TASK STATEMENT:
Go through the data and count each line that has the string "PathBuf". Give that count alone.
---- THE DATA
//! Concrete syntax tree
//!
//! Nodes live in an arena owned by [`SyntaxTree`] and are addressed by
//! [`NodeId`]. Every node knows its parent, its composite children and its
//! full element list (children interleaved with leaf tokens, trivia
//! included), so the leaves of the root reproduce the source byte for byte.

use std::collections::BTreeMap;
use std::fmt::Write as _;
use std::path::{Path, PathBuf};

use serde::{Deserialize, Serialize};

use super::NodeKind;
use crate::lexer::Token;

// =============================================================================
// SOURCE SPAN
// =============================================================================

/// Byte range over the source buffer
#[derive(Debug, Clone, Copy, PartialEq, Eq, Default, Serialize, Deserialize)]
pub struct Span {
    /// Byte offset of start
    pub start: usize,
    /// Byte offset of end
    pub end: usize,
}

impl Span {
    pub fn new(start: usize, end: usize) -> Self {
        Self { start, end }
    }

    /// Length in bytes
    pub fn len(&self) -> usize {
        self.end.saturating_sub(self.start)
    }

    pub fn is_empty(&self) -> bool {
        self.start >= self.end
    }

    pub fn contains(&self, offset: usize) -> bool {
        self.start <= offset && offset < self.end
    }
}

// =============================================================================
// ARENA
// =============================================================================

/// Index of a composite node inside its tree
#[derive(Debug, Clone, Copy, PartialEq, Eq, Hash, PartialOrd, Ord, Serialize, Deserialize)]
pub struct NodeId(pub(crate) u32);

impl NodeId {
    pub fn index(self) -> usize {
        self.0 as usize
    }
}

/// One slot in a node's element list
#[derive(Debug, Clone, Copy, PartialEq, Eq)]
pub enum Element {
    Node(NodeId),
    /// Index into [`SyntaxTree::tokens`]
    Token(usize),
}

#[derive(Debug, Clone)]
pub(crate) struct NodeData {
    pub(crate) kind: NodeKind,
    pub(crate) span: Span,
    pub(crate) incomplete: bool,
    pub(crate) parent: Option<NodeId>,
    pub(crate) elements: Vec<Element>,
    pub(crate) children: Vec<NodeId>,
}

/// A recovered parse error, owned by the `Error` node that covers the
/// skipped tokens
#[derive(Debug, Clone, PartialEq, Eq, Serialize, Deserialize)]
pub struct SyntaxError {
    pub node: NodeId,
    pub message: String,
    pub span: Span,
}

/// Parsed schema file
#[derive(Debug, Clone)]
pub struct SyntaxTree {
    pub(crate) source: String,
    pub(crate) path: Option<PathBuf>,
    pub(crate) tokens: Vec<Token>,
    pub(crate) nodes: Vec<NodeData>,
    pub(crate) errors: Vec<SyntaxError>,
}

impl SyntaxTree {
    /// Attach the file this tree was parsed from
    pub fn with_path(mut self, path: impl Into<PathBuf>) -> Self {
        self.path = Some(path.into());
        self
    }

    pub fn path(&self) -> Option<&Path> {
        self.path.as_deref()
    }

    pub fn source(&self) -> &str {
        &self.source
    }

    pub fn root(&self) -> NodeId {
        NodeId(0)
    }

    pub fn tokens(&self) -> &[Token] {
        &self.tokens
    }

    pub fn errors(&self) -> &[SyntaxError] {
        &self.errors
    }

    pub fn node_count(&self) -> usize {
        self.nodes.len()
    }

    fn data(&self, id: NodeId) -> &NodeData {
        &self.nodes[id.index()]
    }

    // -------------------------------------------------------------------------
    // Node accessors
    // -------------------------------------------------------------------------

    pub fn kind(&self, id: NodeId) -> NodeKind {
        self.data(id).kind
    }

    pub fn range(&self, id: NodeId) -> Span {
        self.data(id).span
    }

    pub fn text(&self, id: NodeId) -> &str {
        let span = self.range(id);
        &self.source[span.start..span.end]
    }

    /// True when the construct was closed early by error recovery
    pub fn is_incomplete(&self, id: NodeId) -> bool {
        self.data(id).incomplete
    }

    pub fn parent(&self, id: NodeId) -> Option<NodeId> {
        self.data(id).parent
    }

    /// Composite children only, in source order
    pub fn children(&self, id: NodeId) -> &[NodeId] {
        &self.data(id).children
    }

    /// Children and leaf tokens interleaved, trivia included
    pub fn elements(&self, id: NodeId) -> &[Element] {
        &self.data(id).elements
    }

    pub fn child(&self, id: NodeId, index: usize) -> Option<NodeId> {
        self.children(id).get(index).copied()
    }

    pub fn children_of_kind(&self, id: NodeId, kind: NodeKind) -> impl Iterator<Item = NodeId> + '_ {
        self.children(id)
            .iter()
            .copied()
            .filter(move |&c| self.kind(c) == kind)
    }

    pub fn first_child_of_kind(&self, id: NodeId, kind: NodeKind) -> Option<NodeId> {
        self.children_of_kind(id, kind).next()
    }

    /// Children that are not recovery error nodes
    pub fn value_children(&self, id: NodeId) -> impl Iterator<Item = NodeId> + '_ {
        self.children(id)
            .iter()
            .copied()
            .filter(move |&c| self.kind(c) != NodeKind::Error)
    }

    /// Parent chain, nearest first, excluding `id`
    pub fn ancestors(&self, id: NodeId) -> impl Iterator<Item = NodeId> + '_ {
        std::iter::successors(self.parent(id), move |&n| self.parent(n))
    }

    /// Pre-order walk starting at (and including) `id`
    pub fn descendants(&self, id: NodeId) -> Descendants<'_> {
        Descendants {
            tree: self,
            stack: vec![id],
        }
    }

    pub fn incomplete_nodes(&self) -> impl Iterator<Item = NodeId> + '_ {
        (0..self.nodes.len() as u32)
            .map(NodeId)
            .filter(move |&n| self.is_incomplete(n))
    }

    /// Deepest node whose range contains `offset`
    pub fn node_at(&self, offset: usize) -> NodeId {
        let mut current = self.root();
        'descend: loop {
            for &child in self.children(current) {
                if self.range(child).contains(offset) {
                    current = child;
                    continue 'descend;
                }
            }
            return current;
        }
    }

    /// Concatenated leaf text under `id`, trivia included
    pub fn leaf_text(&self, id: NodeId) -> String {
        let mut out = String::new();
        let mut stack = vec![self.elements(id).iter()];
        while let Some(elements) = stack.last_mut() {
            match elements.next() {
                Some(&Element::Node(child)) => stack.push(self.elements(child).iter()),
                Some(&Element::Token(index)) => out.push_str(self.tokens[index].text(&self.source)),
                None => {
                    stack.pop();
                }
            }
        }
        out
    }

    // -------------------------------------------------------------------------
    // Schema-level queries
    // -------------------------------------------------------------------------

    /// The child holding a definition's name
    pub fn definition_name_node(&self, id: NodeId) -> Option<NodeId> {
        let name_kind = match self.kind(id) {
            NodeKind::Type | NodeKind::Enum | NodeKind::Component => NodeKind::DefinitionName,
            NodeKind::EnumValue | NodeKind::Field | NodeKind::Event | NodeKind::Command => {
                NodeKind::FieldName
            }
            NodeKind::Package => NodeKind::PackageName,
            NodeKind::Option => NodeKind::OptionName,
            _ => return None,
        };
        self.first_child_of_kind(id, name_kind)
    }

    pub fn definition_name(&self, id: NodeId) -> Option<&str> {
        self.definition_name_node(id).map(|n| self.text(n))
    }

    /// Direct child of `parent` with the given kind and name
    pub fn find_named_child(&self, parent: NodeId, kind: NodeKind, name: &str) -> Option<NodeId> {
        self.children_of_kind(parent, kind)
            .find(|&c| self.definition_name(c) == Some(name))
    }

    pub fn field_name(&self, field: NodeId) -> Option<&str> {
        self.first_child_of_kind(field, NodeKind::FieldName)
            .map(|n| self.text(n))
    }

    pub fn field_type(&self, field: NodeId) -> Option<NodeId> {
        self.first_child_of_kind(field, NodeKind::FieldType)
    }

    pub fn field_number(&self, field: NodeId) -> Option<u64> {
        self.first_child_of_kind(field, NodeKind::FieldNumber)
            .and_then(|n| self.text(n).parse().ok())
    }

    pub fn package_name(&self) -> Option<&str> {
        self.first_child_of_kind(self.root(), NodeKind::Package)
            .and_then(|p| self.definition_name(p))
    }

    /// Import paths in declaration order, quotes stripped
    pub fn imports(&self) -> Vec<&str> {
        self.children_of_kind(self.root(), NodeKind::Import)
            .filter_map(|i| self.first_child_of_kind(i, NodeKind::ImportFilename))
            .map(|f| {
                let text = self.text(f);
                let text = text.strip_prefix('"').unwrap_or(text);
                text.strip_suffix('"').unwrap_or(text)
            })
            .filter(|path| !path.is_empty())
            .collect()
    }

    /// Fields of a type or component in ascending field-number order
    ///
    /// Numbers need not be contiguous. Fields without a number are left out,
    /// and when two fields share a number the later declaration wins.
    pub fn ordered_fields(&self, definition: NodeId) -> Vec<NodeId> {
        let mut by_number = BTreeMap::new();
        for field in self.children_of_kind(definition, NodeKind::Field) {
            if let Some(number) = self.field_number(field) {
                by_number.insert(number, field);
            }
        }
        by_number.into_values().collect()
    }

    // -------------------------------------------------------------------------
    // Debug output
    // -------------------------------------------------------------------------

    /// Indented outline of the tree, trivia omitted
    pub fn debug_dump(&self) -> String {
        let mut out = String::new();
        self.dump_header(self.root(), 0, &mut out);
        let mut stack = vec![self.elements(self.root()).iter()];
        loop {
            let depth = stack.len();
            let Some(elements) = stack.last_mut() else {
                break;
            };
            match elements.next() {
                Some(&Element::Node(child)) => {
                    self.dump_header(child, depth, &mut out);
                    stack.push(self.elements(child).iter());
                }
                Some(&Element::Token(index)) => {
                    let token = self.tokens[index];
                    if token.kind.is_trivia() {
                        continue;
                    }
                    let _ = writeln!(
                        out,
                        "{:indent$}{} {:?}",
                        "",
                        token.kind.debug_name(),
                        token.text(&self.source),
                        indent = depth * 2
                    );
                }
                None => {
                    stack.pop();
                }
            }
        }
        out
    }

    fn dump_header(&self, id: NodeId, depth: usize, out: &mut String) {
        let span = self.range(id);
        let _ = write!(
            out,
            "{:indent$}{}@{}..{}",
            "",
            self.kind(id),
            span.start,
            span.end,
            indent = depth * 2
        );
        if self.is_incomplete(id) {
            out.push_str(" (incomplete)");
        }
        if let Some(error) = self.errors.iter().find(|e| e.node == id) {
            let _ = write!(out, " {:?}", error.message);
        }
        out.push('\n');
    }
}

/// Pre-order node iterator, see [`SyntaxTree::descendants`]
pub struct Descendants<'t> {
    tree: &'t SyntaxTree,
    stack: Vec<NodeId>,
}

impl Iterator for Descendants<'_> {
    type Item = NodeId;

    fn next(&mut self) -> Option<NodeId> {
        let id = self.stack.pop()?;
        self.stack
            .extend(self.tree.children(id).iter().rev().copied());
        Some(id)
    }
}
--------
TASK OUTPUT:
3